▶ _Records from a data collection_
= Beginning of Section =

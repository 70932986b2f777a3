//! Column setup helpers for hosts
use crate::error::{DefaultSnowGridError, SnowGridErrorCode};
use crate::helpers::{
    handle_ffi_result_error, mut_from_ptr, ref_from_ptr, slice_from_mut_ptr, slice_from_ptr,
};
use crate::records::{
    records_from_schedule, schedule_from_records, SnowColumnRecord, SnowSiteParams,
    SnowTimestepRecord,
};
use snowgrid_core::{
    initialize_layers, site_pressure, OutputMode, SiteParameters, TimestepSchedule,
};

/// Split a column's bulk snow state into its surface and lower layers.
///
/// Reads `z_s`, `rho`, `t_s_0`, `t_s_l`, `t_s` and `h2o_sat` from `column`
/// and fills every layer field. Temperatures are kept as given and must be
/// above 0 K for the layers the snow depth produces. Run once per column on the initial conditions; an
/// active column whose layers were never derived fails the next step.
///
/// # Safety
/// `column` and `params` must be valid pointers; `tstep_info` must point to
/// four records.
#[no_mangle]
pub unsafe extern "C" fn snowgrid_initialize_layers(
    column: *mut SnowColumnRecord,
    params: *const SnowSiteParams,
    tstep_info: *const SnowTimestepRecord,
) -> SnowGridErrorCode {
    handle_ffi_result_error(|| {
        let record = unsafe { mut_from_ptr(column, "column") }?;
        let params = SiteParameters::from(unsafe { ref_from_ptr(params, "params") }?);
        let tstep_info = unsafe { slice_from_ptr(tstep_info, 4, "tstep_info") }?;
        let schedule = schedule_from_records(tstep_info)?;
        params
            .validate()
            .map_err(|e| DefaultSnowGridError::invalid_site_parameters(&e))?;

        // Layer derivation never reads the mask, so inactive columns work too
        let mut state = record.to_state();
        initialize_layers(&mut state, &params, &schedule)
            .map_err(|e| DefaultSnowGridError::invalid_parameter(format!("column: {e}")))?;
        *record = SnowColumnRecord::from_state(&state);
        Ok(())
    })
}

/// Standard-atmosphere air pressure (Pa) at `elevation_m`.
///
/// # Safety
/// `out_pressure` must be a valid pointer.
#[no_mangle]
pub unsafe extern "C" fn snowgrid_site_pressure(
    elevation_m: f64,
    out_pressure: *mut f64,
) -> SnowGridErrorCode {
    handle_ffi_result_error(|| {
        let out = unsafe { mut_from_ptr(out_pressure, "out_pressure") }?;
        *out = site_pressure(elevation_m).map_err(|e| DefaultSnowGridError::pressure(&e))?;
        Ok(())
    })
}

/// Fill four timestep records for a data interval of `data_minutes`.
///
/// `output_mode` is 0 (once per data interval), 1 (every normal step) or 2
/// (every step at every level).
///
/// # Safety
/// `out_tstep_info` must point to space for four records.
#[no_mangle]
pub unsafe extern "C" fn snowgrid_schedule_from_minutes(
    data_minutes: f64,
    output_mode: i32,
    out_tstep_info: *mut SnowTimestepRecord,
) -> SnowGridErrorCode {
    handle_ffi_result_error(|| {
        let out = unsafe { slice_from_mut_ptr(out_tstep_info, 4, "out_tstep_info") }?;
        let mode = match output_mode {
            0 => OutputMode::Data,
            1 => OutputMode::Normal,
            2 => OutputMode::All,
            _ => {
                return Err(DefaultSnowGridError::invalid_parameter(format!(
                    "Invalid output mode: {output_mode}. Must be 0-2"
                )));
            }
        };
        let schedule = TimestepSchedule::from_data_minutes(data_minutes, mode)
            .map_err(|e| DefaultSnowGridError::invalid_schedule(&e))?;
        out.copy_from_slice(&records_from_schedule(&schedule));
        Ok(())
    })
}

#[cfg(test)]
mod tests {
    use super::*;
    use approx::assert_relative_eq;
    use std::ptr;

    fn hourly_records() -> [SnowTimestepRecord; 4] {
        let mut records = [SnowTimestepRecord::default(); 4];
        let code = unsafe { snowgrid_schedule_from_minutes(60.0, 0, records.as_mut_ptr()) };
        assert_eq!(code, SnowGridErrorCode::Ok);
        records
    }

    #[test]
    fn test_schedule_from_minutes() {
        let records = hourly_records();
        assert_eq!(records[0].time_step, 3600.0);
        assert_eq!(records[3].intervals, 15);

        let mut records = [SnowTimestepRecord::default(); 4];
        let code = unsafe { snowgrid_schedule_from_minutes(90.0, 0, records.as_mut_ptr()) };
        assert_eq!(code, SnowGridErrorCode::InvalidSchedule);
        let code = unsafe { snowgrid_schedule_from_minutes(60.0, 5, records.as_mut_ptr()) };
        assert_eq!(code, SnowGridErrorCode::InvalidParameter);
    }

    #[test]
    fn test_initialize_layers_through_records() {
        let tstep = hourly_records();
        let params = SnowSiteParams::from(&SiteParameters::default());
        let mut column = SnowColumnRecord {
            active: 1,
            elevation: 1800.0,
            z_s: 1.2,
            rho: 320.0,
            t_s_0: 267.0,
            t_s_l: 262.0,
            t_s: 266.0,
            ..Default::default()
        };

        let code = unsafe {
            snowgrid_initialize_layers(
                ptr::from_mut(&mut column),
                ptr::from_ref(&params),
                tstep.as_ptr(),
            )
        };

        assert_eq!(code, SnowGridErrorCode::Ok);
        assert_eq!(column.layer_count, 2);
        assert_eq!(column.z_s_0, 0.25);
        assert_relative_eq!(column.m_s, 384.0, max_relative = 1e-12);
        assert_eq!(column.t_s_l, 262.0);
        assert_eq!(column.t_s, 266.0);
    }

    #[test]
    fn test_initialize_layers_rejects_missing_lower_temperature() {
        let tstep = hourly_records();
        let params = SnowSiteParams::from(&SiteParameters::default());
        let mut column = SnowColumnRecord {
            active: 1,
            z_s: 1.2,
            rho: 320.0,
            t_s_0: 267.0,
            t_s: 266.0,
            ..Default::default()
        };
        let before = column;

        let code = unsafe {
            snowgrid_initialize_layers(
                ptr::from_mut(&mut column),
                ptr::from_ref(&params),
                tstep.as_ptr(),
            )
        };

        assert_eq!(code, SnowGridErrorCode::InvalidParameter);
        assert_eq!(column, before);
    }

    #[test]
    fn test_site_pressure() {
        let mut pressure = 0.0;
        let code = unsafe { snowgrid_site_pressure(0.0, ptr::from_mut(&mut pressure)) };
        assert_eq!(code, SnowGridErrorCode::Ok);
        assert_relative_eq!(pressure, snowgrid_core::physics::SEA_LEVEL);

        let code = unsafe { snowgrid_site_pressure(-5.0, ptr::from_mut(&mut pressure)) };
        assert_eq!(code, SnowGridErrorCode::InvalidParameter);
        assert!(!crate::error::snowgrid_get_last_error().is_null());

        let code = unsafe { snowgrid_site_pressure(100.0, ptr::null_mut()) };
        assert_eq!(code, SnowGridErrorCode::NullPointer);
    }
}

= End of Section =
= Beginning of Section =

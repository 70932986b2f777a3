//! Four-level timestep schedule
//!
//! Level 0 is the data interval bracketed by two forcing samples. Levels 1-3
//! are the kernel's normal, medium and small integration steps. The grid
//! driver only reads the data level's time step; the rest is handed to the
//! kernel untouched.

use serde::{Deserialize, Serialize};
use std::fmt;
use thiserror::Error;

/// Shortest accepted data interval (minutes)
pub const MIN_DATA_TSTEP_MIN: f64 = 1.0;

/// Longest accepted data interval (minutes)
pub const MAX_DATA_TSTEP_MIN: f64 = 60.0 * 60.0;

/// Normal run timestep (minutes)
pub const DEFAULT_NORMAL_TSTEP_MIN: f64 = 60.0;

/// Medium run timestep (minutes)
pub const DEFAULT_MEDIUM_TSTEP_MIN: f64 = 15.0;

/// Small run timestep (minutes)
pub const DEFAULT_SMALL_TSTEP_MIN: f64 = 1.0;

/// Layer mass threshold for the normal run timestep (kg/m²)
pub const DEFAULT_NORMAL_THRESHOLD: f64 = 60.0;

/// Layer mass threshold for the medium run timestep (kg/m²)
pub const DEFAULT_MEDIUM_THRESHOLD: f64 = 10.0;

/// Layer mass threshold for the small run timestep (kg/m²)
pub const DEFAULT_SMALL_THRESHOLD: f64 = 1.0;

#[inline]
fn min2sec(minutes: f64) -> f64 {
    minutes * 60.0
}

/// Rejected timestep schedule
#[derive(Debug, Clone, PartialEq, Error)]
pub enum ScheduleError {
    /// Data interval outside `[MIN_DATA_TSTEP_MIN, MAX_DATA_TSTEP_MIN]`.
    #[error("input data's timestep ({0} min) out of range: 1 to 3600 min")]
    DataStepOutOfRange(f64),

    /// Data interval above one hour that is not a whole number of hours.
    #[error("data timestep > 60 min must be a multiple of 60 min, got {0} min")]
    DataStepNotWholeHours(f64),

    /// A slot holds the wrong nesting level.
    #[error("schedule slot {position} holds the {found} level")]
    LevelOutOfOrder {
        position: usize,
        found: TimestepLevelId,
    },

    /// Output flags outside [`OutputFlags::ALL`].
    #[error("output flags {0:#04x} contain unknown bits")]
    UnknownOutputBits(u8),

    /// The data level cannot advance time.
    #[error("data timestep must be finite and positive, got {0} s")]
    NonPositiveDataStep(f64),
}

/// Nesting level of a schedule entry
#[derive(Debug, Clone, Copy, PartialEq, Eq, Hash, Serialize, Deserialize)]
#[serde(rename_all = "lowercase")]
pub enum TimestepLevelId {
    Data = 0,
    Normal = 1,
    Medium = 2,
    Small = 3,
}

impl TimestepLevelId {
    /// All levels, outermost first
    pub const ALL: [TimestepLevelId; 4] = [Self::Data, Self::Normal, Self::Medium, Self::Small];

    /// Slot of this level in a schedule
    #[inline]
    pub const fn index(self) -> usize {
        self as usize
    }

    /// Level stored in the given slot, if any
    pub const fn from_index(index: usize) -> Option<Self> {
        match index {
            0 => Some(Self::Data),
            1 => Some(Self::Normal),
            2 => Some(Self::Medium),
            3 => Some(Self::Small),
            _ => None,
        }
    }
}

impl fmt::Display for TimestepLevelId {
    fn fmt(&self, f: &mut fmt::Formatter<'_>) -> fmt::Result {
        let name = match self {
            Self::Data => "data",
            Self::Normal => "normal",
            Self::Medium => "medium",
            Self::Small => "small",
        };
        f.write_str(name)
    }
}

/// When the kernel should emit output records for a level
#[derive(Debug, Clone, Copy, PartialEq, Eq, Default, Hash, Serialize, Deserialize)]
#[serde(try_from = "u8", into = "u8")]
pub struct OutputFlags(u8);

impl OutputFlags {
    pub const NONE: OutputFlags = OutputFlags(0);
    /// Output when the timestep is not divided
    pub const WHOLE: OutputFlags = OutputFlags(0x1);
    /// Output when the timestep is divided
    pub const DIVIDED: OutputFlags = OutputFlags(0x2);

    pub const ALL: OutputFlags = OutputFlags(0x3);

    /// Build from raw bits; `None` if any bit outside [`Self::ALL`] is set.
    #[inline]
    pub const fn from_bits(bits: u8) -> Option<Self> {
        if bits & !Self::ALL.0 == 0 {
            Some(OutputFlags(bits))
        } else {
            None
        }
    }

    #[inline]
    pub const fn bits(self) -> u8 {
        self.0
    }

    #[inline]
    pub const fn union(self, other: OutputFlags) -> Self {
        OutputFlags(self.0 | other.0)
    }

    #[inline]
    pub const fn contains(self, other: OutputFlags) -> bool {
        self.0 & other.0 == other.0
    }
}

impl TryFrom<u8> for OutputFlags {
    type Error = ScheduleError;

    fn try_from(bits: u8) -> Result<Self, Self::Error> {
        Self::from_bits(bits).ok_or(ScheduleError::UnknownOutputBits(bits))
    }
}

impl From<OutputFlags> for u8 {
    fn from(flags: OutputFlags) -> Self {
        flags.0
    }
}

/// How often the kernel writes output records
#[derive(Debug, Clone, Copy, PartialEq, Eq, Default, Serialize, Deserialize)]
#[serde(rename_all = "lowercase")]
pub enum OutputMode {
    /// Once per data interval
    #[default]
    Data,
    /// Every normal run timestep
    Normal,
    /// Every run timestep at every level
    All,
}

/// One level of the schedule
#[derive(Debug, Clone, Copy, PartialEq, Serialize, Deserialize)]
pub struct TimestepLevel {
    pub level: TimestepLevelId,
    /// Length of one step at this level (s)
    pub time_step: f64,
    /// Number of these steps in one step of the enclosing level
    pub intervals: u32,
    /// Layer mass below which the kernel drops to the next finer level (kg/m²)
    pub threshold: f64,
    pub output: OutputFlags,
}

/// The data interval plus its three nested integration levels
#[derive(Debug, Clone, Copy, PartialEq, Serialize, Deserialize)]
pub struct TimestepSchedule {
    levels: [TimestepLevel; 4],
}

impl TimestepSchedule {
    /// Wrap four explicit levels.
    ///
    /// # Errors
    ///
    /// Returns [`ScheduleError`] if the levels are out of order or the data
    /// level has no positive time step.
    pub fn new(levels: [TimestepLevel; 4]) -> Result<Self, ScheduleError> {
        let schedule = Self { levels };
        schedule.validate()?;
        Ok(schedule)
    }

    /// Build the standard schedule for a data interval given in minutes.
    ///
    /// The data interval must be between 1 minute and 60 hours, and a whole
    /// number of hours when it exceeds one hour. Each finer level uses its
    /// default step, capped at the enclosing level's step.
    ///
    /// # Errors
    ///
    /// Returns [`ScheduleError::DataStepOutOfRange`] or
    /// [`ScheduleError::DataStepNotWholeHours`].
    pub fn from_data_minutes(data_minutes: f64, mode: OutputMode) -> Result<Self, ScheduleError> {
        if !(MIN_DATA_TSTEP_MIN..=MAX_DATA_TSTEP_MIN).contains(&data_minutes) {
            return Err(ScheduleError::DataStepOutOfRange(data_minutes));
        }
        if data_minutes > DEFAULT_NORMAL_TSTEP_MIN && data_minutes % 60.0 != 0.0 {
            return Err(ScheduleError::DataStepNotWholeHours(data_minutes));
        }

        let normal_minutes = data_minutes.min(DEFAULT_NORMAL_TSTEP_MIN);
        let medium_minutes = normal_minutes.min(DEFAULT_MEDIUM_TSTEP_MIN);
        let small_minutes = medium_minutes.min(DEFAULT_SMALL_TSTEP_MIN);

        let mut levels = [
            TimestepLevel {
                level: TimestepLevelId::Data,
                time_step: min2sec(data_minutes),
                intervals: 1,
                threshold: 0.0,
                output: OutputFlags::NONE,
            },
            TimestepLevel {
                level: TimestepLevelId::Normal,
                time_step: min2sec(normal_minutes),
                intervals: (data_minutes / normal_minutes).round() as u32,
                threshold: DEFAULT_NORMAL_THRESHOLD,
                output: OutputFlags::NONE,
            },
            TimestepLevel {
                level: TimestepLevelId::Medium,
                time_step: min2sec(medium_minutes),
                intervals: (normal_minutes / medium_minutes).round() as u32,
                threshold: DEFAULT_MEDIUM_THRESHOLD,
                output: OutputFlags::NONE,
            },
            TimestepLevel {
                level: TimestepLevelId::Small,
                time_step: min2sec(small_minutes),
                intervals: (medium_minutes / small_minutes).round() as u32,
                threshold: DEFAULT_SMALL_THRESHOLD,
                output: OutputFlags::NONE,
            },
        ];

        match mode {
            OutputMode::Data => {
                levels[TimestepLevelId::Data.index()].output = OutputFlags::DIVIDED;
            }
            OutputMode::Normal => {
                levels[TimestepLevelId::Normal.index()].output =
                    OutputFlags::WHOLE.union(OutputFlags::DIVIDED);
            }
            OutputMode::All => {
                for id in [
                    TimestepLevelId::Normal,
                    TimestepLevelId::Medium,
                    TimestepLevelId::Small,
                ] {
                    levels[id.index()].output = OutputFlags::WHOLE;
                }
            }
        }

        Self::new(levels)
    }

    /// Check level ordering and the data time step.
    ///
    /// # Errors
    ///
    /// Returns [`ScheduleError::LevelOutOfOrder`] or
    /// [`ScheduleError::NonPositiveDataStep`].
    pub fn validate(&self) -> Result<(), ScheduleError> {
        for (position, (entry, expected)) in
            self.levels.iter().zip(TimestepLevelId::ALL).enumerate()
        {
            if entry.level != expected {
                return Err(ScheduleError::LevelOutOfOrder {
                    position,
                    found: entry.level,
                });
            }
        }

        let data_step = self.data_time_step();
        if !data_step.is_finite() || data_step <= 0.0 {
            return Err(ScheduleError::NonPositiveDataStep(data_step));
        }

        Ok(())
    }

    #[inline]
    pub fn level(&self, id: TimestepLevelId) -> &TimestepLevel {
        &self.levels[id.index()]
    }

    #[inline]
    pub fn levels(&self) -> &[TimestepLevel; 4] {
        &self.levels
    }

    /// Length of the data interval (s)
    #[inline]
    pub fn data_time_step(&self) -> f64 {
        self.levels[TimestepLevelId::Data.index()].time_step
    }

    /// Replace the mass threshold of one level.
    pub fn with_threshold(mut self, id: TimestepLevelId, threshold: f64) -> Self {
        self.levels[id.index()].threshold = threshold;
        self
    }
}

= End of Section =
= Beginning of Section =

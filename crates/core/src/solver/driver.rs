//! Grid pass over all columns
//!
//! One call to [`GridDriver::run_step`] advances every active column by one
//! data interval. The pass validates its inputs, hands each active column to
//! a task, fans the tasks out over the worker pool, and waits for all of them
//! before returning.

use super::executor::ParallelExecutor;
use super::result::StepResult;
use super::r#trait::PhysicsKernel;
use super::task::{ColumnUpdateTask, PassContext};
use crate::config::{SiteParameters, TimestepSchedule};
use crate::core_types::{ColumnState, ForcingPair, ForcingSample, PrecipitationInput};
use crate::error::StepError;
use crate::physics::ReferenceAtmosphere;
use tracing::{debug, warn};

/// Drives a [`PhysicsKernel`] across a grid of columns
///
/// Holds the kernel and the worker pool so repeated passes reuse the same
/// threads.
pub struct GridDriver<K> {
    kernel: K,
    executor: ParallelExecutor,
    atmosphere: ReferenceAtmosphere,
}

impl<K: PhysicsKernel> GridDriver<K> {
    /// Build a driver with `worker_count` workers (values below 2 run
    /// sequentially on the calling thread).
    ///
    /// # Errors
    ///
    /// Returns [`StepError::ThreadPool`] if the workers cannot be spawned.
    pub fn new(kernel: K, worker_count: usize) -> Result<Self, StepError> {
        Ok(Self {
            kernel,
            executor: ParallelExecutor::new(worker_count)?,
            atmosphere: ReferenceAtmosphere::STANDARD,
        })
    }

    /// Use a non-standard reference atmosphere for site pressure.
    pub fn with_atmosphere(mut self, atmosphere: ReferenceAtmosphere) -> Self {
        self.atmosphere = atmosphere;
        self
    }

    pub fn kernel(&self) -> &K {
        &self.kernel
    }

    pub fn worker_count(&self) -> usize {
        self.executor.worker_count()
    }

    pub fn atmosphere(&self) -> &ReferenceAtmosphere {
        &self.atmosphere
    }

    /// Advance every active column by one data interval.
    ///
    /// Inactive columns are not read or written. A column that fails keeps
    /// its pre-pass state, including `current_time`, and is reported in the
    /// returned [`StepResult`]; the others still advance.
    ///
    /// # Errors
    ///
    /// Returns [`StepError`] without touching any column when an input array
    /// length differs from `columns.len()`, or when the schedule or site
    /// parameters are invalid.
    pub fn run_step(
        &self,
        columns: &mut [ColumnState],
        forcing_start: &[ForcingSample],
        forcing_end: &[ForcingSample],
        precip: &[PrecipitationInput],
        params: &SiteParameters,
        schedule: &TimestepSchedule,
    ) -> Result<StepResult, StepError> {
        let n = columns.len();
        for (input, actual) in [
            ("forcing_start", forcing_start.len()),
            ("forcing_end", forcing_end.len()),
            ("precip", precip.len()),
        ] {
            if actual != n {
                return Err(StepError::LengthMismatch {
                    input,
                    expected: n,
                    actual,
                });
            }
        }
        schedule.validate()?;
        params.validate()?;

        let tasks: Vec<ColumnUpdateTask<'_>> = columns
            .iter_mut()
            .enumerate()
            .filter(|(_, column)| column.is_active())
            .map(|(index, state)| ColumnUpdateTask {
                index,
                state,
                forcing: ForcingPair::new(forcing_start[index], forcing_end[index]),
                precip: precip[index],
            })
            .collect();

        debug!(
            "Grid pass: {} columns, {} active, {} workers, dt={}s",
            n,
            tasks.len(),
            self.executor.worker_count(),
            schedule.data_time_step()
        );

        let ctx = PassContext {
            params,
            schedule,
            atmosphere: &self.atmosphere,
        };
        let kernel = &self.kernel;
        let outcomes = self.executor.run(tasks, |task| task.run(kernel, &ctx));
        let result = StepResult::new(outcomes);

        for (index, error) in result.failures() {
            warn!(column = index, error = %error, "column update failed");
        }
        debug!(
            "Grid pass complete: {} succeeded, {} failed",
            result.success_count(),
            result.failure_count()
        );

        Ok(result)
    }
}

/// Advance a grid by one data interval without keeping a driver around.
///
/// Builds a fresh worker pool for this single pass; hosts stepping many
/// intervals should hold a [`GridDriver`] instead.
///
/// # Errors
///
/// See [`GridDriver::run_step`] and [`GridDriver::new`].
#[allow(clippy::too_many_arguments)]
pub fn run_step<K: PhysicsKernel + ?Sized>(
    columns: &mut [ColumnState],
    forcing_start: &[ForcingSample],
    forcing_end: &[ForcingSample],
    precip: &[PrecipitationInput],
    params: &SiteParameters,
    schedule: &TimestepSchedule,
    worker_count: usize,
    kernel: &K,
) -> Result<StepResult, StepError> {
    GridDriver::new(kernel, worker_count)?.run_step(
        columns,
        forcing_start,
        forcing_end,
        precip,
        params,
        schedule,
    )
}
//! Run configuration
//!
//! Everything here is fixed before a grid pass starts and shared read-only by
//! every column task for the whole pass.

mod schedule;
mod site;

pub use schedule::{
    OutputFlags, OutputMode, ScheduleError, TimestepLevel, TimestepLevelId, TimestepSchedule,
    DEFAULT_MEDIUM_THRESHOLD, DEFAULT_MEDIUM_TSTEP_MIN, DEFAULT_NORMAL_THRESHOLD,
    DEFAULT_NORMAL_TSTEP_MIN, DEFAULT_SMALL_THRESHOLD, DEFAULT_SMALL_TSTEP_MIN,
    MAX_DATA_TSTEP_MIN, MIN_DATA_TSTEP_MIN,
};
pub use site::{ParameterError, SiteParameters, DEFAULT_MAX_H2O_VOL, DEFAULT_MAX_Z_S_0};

= End of Section =

▶ _What you should do_
Copy out each line in the preceding records that contains "above".

▶ _Task answer_
/// above 0 K for the layers the snow depth produces. Run once per column on the initial conditions; an
    /// Data interval above one hour that is not a whole number of hours.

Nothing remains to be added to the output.